The actions of the Kenneth Starr team, and the 16(?) angry men in the House of Representatives were the closest thing to removing this inalienable right since the Constitution was written--all undertaken under the guise of "exercising the rule of law".  Whose law?  Which law was broken?  That white lie about whether he was having sex with "that woman, Miss Lewinsky?".  What court has the right to pry into that matter, unless they are claiming that the deed itself was illegal, which it was not.  

Are we really ready to give up these rights?  Is the moral majority suggesting that this "right to privacy" should not stand, instead being replaced by vigilante police who could invade your home, or your life, simply because they don't agree with your morals?

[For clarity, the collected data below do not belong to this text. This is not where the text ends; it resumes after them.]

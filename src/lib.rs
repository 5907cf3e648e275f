//! An in-memory, single-threaded approximate nearest-neighbor index built
//! as a hierarchical small-world graph.
//!
//! A [`Collection`] owns a stack of [`Layer`]s. Inserting a vector picks a
//! random layer index and links the new node into every layer from there
//! down to the bottom; searching descends the stack greedily before
//! running a bounded beam expansion on the bottom layer.
//!
//! Two deliberate quirks are documented rather than silently fixed (see
//! [`Collection::n_nearest`] and [`Cosine`]): the bottom layer's top-k
//! target is the descended entry node, not the caller's query, and
//! `Cosine` returns a similarity, not a distance.

mod collection;
mod config;
mod distance;
mod error;
mod heap;
mod layer;
mod node;

pub use collection::Collection;
pub use config::HnswConfig;
pub use distance::{Cosine, DistanceFn, Euclidean, Scalar, Vector};
pub use error::Error;
pub use heap::KClosest;
pub use layer::Layer;
pub use node::{Node, NodeId};
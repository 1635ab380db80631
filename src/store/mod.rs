// Playback state store
// Single source of truth for position, active phrase, play flag and rate

use crate::timeline::{self, Timeline};
use crate::transcript::{Speaker, TranscriptError};

/// Rate multiplier for ordinary playback
pub const NORMAL_RATE: f64 = 1.0;

/// Live session state, mirroring the last device-confirmed status plus the
/// active phrase derived from it
#[derive(Debug, Clone, PartialEq)]
pub struct PlaybackState {
    pub position_ms: u64,
    /// Index of the phrase whose interval contains `position_ms`
    pub active_index: usize,
    pub is_playing: bool,
    pub is_loaded: bool,
    pub rate: f64,
}

impl Default for PlaybackState {
    fn default() -> Self {
        Self {
            position_ms: 0,
            active_index: 0,
            is_playing: false,
            is_loaded: false,
            rate: NORMAL_RATE,
        }
    }
}

/// Owns the timeline and the playback state; every mutation keeps the
/// position/active-index pairing consistent. Created once per session.
#[derive(Debug, Default)]
pub struct PlayerStore {
    timeline: Timeline,
    state: PlaybackState,
}

impl PlayerStore {
    pub fn new() -> Self {
        Self::default()
    }

    /// Build and install a fresh timeline, resetting the session state.
    /// `is_loaded` drops to false until the device re-confirms readiness.
    pub fn load_timeline(
        &mut self,
        speakers: &[Speaker],
        pause_ms: u64,
    ) -> Result<(), TranscriptError> {
        self.timeline = timeline::build(speakers, pause_ms)?;
        self.state.position_ms = 0;
        self.state.active_index = 0;
        self.state.is_loaded = false;
        Ok(())
    }

    /// Record an observed position and re-derive the active phrase.
    ///
    /// Positions outside every interval (past the end, or inside an
    /// inter-phrase pause) pin to the last phrase; an empty timeline leaves
    /// the active index untouched. Idempotent for a fixed position.
    pub fn set_position(&mut self, ms: u64) {
        if !self.timeline.is_empty() {
            self.state.active_index = self
                .timeline
                .index_at(ms)
                .unwrap_or(self.timeline.len() - 1);
        }
        self.state.position_ms = ms;
    }

    /// Move the current-phrase pointer directly, clamping out-of-range
    /// indices. Position snaps to the phrase start so the pointer and the
    /// displayed position never disagree around a seek.
    pub fn step_to_index(&mut self, index: isize) {
        if self.timeline.is_empty() {
            return;
        }
        let clamped = index.clamp(0, self.timeline.len() as isize - 1) as usize;
        if let Some(item) = self.timeline.get(clamped) {
            self.state.active_index = clamped;
            self.state.position_ms = item.start_ms;
        }
    }

    /// Step forward or back relative to the active phrase
    pub fn step_relative(&mut self, delta: isize) {
        self.step_to_index(self.state.active_index as isize + delta);
    }

    pub fn set_playing(&mut self, playing: bool) {
        self.state.is_playing = playing;
    }

    pub fn mark_loaded(&mut self, loaded: bool) {
        self.state.is_loaded = loaded;
    }

    pub fn set_rate(&mut self, rate: f64) {
        self.state.rate = rate;
    }

    pub fn state(&self) -> &PlaybackState {
        &self.state
    }

    pub fn timeline(&self) -> &Timeline {
        &self.timeline
    }

    pub fn position_ms(&self) -> u64 {
        self.state.position_ms
    }

    pub fn active_index(&self) -> usize {
        self.state.active_index
    }

    pub fn is_playing(&self) -> bool {
        self.state.is_playing
    }

    pub fn is_loaded(&self) -> bool {
        self.state.is_loaded
    }

    pub fn rate(&self) -> f64 {
        self.state.rate
    }

    /// Whether playback has run past the end of the last phrase
    pub fn is_finished(&self) -> bool {
        !self.timeline.is_empty() && self.state.position_ms >= self.timeline.total_ms()
    }
}
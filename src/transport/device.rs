// Audio device abstraction
// The engine's only external boundary; adapters wrap the real decoder/output

use anyhow::Result;

/// Snapshot of what the device last reported
#[derive(Debug, Clone, Copy, Default, PartialEq)]
pub struct DeviceStatus {
    /// Current playback position, in seconds
    pub position_secs: f64,
    pub playing: bool,
    pub loaded: bool,
}

/// Playback primitives the engine drives.
///
/// Positions cross this boundary in seconds, matching how decoder backends
/// expose them; the transport layer owns the millisecond conversion. Commands
/// may complete asynchronously on the device side — the engine never assumes
/// success and only trusts what `status` reports back.
pub trait AudioDevice: Send + Sync {
    fn play(&self) -> Result<()>;
    fn pause(&self) -> Result<()>;
    fn seek_to(&self, seconds: f64) -> Result<()>;
    fn set_rate(&self, multiplier: f64) -> Result<()>;
    fn status(&self) -> DeviceStatus;
}
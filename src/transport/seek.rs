// Large-seek detection
// Tells deliberate position jumps apart from natural playback drift

/// How the playback position moved between two consecutive samples
#[derive(Debug, Clone, Copy, PartialEq, Eq)]
pub enum Motion {
    /// Ordinary playback drift; consumers can keep interpolating
    Continuous,
    /// A jump large enough to be a deliberate seek; position-driven
    /// consumers should re-baseline instead of assuming smooth continuation
    Seeked,
}

/// Classify one position delta. Jumps only count while playing; a paused
/// position change is the caller's own scrubbing.
pub fn classify(prev_ms: u64, now_ms: u64, playing: bool, threshold_ms: u64) -> Motion {
    if playing && now_ms.abs_diff(prev_ms) > threshold_ms {
        Motion::Seeked
    } else {
        Motion::Continuous
    }
}

/// Stateful wrapper around `classify` that remembers the previous sample
#[derive(Debug)]
pub struct SeekDetector {
    prev_ms: u64,
    threshold_ms: u64,
}

impl SeekDetector {
    pub fn new(threshold_ms: u64) -> Self {
        Self {
            prev_ms: 0,
            threshold_ms,
        }
    }

    /// Feed the next observed position. The previous sample is updated even
    /// while paused, so resuming after a paused scrub reads as continuous.
    pub fn observe(&mut self, now_ms: u64, playing: bool) -> Motion {
        let motion = classify(self.prev_ms, now_ms, playing, self.threshold_ms);
        self.prev_ms = now_ms;
        motion
    }
}

#[cfg(test)]
mod tests {
    use super::*;

    #[test]
    fn test_small_drift_is_continuous() {
        assert_eq!(classify(1000, 1050, true, 500), Motion::Continuous);
        assert_eq!(classify(1050, 1000, true, 500), Motion::Continuous);
    }

    #[test]
    fn test_large_jump_while_playing_is_a_seek() {
        assert_eq!(classify(1000, 1501, true, 500), Motion::Seeked);
        assert_eq!(classify(5000, 100, true, 500), Motion::Seeked);
    }

    #[test]
    fn test_threshold_is_exclusive() {
        assert_eq!(classify(0, 500, true, 500), Motion::Continuous);
        assert_eq!(classify(0, 501, true, 500), Motion::Seeked);
    }

    #[test]
    fn test_jump_while_paused_is_continuous() {
        assert_eq!(classify(0, 60_000, false, 500), Motion::Continuous);
    }

    #[test]
    fn test_detector_rebaselines_across_paused_scrub() {
        let mut detector = SeekDetector::new(500);
        assert_eq!(detector.observe(40, true), Motion::Continuous);
        // Paused scrub far ahead: not reported as a seek, but remembered
        assert_eq!(detector.observe(10_000, false), Motion::Continuous);
        assert_eq!(detector.observe(10_050, true), Motion::Continuous);
        assert_eq!(detector.observe(80, true), Motion::Seeked);
    }
}
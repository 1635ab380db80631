// Transcript input model
// Parses and validates the {pause, speakers} JSON shape the engine consumes

use serde::{Deserialize, Serialize};
use std::fs;
use std::path::Path;
use thiserror::Error;

/// One phrase as authored in the transcript, before timeline placement
#[derive(Debug, Clone, Serialize, Deserialize, PartialEq, Eq)]
pub struct PhraseSpec {
    pub words: String,
    /// Intended speaking duration in milliseconds
    #[serde(rename = "time")]
    pub duration_ms: u64,
}

/// One speaker and their ordered phrase list
#[derive(Debug, Clone, Serialize, Deserialize, PartialEq, Eq)]
pub struct Speaker {
    pub name: String,
    pub phrases: Vec<PhraseSpec>,
}

/// The full transcript input: a pause constant plus ordered speakers
#[derive(Debug, Clone, Serialize, Deserialize, PartialEq, Eq)]
pub struct Transcript {
    /// Gap inserted between consecutive phrases, in milliseconds
    #[serde(rename = "pause")]
    pub pause_ms: u64,
    pub speakers: Vec<Speaker>,
}

#[derive(Debug, Error)]
pub enum TranscriptError {
    #[error("failed to read transcript file: {0}")]
    Io(#[from] std::io::Error),
    #[error("failed to parse transcript: {0}")]
    Parse(#[from] serde_json::Error),
    #[error("speaker at position {index} has an empty name")]
    EmptySpeakerName { index: usize },
    #[error("phrase {phrase} of speaker \"{speaker}\" has no words")]
    EmptyWords { speaker: String, phrase: usize },
    #[error("phrase {phrase} of speaker \"{speaker}\" has a zero duration")]
    ZeroDuration { speaker: String, phrase: usize },
}

impl Transcript {
    /// Parse and validate a transcript from a JSON string
    pub fn from_json(json: &str) -> Result<Self, TranscriptError> {
        let transcript: Transcript = serde_json::from_str(json)?;
        transcript.validate()?;
        Ok(transcript)
    }

    /// Load and validate a transcript from a JSON file
    pub fn load<P: AsRef<Path>>(path: P) -> Result<Self, TranscriptError> {
        let content = fs::read_to_string(path)?;
        Self::from_json(&content)
    }

    /// Check the input constraints every timeline build relies on
    pub fn validate(&self) -> Result<(), TranscriptError> {
        validate_speakers(&self.speakers)
    }
}

/// Reject speakers the timeline builder cannot place: empty names, empty
/// phrase text, or zero-width phrase intervals
pub(crate) fn validate_speakers(speakers: &[Speaker]) -> Result<(), TranscriptError> {
    for (index, speaker) in speakers.iter().enumerate() {
        if speaker.name.trim().is_empty() {
            return Err(TranscriptError::EmptySpeakerName { index });
        }
        for (phrase, spec) in speaker.phrases.iter().enumerate() {
            if spec.words.trim().is_empty() {
                return Err(TranscriptError::EmptyWords {
                    speaker: speaker.name.clone(),
                    phrase,
                });
            }
            if spec.duration_ms == 0 {
                return Err(TranscriptError::ZeroDuration {
                    speaker: speaker.name.clone(),
                    phrase,
                });
            }
        }
    }
    Ok(())
}
pub mod detectors;
pub mod filters;
pub mod triggers;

I don't believe what President Clinton did was right, but I believe what Kenneth Starr and the vigilante vice squad was even more threatening.  Which part about this attack on our Constitutional "inalienable rights" don't conservatives understand?  Are such far-right tactics being undertaken to protect us from ourselves?  No, it is a purposeful attempt to forcibly, through the "rule of law", prohibit engaging in any activity which some do not believe to be "morally correct".  Would they prohibit another right as well--would freedom of religion be the next target?  

Andrew Lietzow (smiling and like Chic, I'll stop when you will.. Hehehe!)